The input:

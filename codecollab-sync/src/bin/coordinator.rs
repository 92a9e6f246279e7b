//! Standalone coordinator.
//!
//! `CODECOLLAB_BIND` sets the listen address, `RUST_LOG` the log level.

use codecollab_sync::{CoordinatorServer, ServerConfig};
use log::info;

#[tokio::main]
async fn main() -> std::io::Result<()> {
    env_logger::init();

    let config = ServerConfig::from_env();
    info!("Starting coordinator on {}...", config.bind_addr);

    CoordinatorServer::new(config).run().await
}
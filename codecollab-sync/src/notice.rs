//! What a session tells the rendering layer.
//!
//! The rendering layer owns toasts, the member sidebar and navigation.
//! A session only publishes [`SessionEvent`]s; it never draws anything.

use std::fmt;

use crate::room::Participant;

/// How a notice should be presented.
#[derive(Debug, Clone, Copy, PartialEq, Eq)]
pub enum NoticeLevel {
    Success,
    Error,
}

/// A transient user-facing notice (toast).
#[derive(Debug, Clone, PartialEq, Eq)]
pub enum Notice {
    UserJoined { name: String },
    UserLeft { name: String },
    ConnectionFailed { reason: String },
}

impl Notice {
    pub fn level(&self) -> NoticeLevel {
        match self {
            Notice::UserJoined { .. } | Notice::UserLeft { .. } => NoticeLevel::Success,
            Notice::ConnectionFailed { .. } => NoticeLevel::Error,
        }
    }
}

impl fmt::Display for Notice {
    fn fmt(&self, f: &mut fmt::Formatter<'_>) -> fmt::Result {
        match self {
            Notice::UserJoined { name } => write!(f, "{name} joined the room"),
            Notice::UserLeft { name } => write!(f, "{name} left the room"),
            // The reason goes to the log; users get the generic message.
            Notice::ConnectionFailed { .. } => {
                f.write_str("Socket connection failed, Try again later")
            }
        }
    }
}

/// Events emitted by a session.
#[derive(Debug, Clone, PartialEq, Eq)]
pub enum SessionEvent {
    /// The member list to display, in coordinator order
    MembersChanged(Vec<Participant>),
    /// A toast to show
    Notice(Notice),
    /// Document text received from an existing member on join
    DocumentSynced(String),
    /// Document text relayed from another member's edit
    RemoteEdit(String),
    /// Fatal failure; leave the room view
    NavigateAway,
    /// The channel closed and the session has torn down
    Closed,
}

...

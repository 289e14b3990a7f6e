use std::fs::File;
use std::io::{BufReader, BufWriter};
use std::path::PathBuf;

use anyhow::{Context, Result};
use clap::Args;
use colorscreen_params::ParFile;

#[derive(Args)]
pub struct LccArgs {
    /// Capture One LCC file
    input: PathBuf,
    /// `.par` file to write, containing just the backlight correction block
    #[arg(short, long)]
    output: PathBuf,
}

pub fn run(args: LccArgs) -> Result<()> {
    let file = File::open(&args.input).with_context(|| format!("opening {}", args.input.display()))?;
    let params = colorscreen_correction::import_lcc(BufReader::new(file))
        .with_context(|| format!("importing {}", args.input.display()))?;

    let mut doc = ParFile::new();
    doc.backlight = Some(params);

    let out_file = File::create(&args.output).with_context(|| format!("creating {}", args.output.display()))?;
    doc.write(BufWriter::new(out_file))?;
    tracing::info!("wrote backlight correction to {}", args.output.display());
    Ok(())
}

Task directions:
Report the lines above that have the word "impl" in them.

Solution for this exercise:
impl Notice {
impl fmt::Display for Notice {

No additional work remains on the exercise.